O Caso Vincent Humbert, como já afirmamos repetidas vezes, envolve a colisão do direito à vida e o princípio da dignidade da pessoa humana.
O ordenamento jurídico francês, ao punir a prática da eutanásia, busca a preservação do direito à vida, tido por todos como o maior bem juridicamente protegido.
Mas até que ponto esta disposição se justifica?
Vincent Humbert era um jovem que, após o acidente sofrido, havia ficado tetraplégico, mudo e cego, vivendo, contra a sua própria vontade, uma vida desprovida de critérios mínimos de qualidade, o que o levou a pedir publicamente pela sua morte, que, segundo ele mesmo, teria ocorrido, de fato, na data do acidente que o vitimou.
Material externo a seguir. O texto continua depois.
//! Terminal input: buffering, decoding, gesture derivation.
//!
//! Raw bytes flow through three stages, all synchronous and non-blocking:
//!
//! ```text
//! terminal fd → RingBuffer → Decoder (FSM) → GestureTracker → InputHooks
//! ```
//!
//! [`Input`] wires the stages together. The host's event loop fills the
//! queue whenever the input descriptor is readable and calls
//! [`Input::process`] to drain it; everything downstream happens in hook
//! callbacks on already-buffered data.

pub mod decoder;
pub mod events;
pub mod gesture;
pub mod ring;

pub use decoder::{DecodeError, DecodedEvent, Decoder, State};
pub use events::{InputHooks, Modifier, Motion, MouseButton, MouseEvent};
pub use gesture::GestureTracker;
pub use ring::RingBuffer;

use std::io::{self, Read};

use tracing::warn;

/// The assembled input pipeline: byte queue, decoder, gesture tracker.
#[derive(Debug, Default)]
pub struct Input {
    queue: RingBuffer,
    decoder: Decoder,
    gestures: GestureTracker,
}

impl Input {
    pub fn new() -> Self {
        Self::with_queue_capacity(RingBuffer::DEFAULT_CAPACITY)
    }

    pub fn with_queue_capacity(capacity: usize) -> Self {
        Self {
            queue: RingBuffer::new(capacity),
            decoder: Decoder::new(),
            gestures: GestureTracker::new(),
        }
    }

    /// The byte queue, for capacity queries.
    pub fn queue(&self) -> &RingBuffer {
        &self.queue
    }

    /// The gesture tracker, for press/drag state queries.
    pub fn gestures(&self) -> &GestureTracker {
        &self.gestures
    }

    /// Buffer raw bytes. Returns how many were accepted; a short count is
    /// backpressure and the caller retries the rest next cycle.
    pub fn fill(&mut self, bytes: &[u8]) -> usize {
        self.queue.write(bytes)
    }

    /// Read from `reader` into the queue, sized by the queue's free space.
    ///
    /// A full queue or an interrupted read both report 0 bytes so the
    /// caller's loop can carry on (and consult its interrupt flag).
    pub fn fill_from<R: Read>(&mut self, reader: &mut R) -> io::Result<usize> {
        let mut chunk = [0u8; 256];
        let want = self.queue.avail_to_write().min(chunk.len());
        if want == 0 {
            return Ok(0);
        }
        match reader.read(&mut chunk[..want]) {
            Ok(n) => Ok(self.queue.write(&chunk[..n])),
            Err(e) if e.kind() == io::ErrorKind::Interrupted => Ok(0),
            Err(e) => Err(e),
        }
    }

    /// Drain every buffered byte through the decoder, dispatching hooks.
    ///
    /// Decode errors drop the partial sequence and resynchronize to idle;
    /// the remaining buffered bytes are still consumed.
    pub fn process<H: InputHooks>(&mut self, hooks: &mut H) {
        while let Some(byte) = self.queue.pop() {
            match self.decoder.feed(byte) {
                Ok(Some(DecodedEvent::Key(b))) => hooks.on_key(b),
                Ok(Some(DecodedEvent::Paste(text))) => hooks.on_paste(&text),
                Ok(Some(DecodedEvent::Mouse(sample))) => {
                    self.gestures.advance(sample, hooks);
                }
                Ok(None) => {}
                Err(err) => {
                    warn!(%err, "dropping partial escape sequence");
                    self.decoder.reset();
                }
            }
        }
    }
}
A interrupção de uma vida que havia se tornado um fardo para o próprio Vincent, incapaz de se locomover, incapaz de enxergar, incapaz de se expressar, a não ser através de um de seus dedos da mão, seria realmente um ato reprovável?
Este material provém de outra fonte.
//! Terminal setup, teardown, and asynchronous signal flags (unix).
//!
//! Entering the canvas means raw-ish input (no canonical mode, no echo,
//! byte-at-a-time delivery) plus mouse tracking and bracketed paste.
//! [`Terminal`] saves the original termios on enter and restores it on
//! exit or drop, so a panicking host still gets its shell back.
//!
//! Signal handlers here do exactly one thing: store into an `AtomicBool`.
//! No syscalls, no allocation, nothing async-signal-unsafe. The flags are
//! consumed synchronously — resize by the renderer, interrupt by the
//! host's event loop after its blocking wait returns `EINTR`.

#![cfg(unix)]

use std::io::{self, Write};
use std::os::unix::io::AsRawFd;
use std::sync::atomic::{AtomicBool, Ordering};

use tracing::debug;

use crate::render::ansi;
use crate::types::Pos;

static RESIZE_PENDING: AtomicBool = AtomicBool::new(false);
static INTERRUPT_PENDING: AtomicBool = AtomicBool::new(false);

extern "C" fn handle_resize(_signo: libc::c_int) {
    RESIZE_PENDING.store(true, Ordering::Relaxed);
}

extern "C" fn handle_interrupt(_signo: libc::c_int) {
    INTERRUPT_PENDING.store(true, Ordering::Relaxed);
}

/// Install the SIGWINCH and SIGINT flag-setting handlers.
///
/// Call once during startup, before entering the event loop.
pub fn install_signal_handlers() -> io::Result<()> {
    unsafe {
        let mut action: libc::sigaction = std::mem::zeroed();
        action.sa_sigaction = handle_resize as extern "C" fn(libc::c_int) as libc::sighandler_t;
        if libc::sigaction(libc::SIGWINCH, &action, std::ptr::null_mut()) != 0 {
            return Err(io::Error::last_os_error());
        }
        action.sa_sigaction =
            handle_interrupt as extern "C" fn(libc::c_int) as libc::sighandler_t;
        if libc::sigaction(libc::SIGINT, &action, std::ptr::null_mut()) != 0 {
            return Err(io::Error::last_os_error());
        }
    }
    Ok(())
}

/// Consume the pending-resize flag.
pub fn take_resize() -> bool {
    RESIZE_PENDING.swap(false, Ordering::Relaxed)
}

/// Consume the pending-interrupt flag.
pub fn take_interrupt() -> bool {
    INTERRUPT_PENDING.swap(false, Ordering::Relaxed)
}

/// Query the current terminal dimensions.
pub fn window_size() -> io::Result<Pos> {
    let mut ws: libc::winsize = unsafe { std::mem::zeroed() };
    let fd = io::stdin().as_raw_fd();
    if unsafe { libc::ioctl(fd, libc::TIOCGWINSZ, &mut ws) } != 0 {
        return Err(io::Error::last_os_error());
    }
    Ok(Pos::new(ws.ws_col, ws.ws_row))
}

/// Terminal mode guard.
///
/// `enter` switches the terminal into canvas mode; `exit` (or drop)
/// restores it. Failure during `enter` is fatal for the host, which should
/// abort with the diagnostic rather than run without input.
#[derive(Debug, Default)]
pub struct Terminal {
    saved: Option<libc::termios>,
}

impl Terminal {
    pub fn new() -> Self {
        Self { saved: None }
    }

    /// Disable canonical mode and echo, request byte-at-a-time reads, and
    /// switch on mouse tracking and bracketed paste.
    pub fn enter(&mut self) -> io::Result<()> {
        let fd = io::stdin().as_raw_fd();
        unsafe {
            let mut attr: libc::termios = std::mem::zeroed();
            if libc::tcgetattr(fd, &mut attr) != 0 {
                return Err(io::Error::last_os_error());
            }
            self.saved = Some(attr);

            attr.c_lflag &= !(libc::ICANON | libc::ECHO);
            attr.c_cc[libc::VMIN] = 1;
            attr.c_cc[libc::VTIME] = 0;
            if libc::tcsetattr(fd, libc::TCSANOW, &attr) != 0 {
                return Err(io::Error::last_os_error());
            }
        }

        let mut out = io::stdout().lock();
        out.write_all(ansi::MOUSE_ON.as_bytes())?;
        out.write_all(ansi::PASTE_ON.as_bytes())?;
        out.write_all(ansi::HIDE_CURSOR.as_bytes())?;
        out.write_all(ansi::CLEAR.as_bytes())?;
        out.flush()?;

        debug!("entered canvas terminal mode");
        Ok(())
    }

    /// Restore the saved terminal attributes and switch tracking modes off.
    pub fn exit(&mut self) -> io::Result<()> {
        let Some(saved) = self.saved.take() else {
            return Ok(());
        };

        let mut out = io::stdout().lock();
        out.write_all(ansi::MOUSE_OFF.as_bytes())?;
        out.write_all(ansi::PASTE_OFF.as_bytes())?;
        out.write_all(ansi::SHOW_CURSOR.as_bytes())?;
        out.flush()?;

        let fd = io::stdin().as_raw_fd();
        if unsafe { libc::tcsetattr(fd, libc::TCSANOW, &saved) } != 0 {
            return Err(io::Error::last_os_error());
        }

        debug!("restored terminal mode");
        Ok(())
    }

    /// Whether `enter` has been called without a matching `exit`.
    pub fn is_entered(&self) -> bool {
        self.saved.is_some()
    }
}

impl Drop for Terminal {
    fn drop(&mut self) {
        let _ = self.exit();
    }
}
Se é correto que, conforme mencionado na já citada lição do mestre José Afonso da Silva, o valor dado à vida não nos permite privar o ser humano de um único momento de sua existência, parece-nos igualmente correto que o homem dá mais valor à dignidade do que a própria vida 33, razão pela qual se nos afigura completamente admissível a prática da eutanásia quando a manutenção da vida implicar em vilipêndio à dignidade da pessoa humana.
É que, assim como o professor Daniel Sarmento, a cuja lição aqui aderimos, concebemos a dignidade da pessoa humana como um princípio imponderável, razão pela qual o entendemos oponível até mesmo ao direito à vida.
Com efeito, assim se manifesta o festejado mestre:
Nesta ponderação, porém, a liberdade do operador do direito tem como norte e como limite a constelação de valores subjacentes à ordem constitucional, dentre os quais cintila com maior destaque o da dignidade da pessoa humana. Nenhuma ponderação poderá importar em desprestígio à dignidade do homem, já que a garantia e promoção desta dignidade representa o objetivo magno colimado pela Constituição e pelo Direito, ou, nas palavras de Teresa Negreiros, a própria ‘razão de ser’ do sistema jurídico-constitucional. 34
Concluindo mais adiante:
Assim, reiteramos o nosso entendimento de que nenhuma ponderação pode implicar em amesquinhamento da dignidade da pessoa humana, uma vez que o homem não é apenas um dos interesses que a ordem constitucional protege, mas a matriz axiológica e o fim último desta ordem. 35
Durante três anos, a regra do ordenamento jurídico francês que proíbe a eutanásia condenou o jovem Vincent Humbert a uma vida indigna.
Ao praticar a eutanásia em seu filho, Marie Humbert teve por objetivo maior a preservação da dignidade de Vincent.
Sua condenação representaria, a nosso sentir, uma dupla injustiça.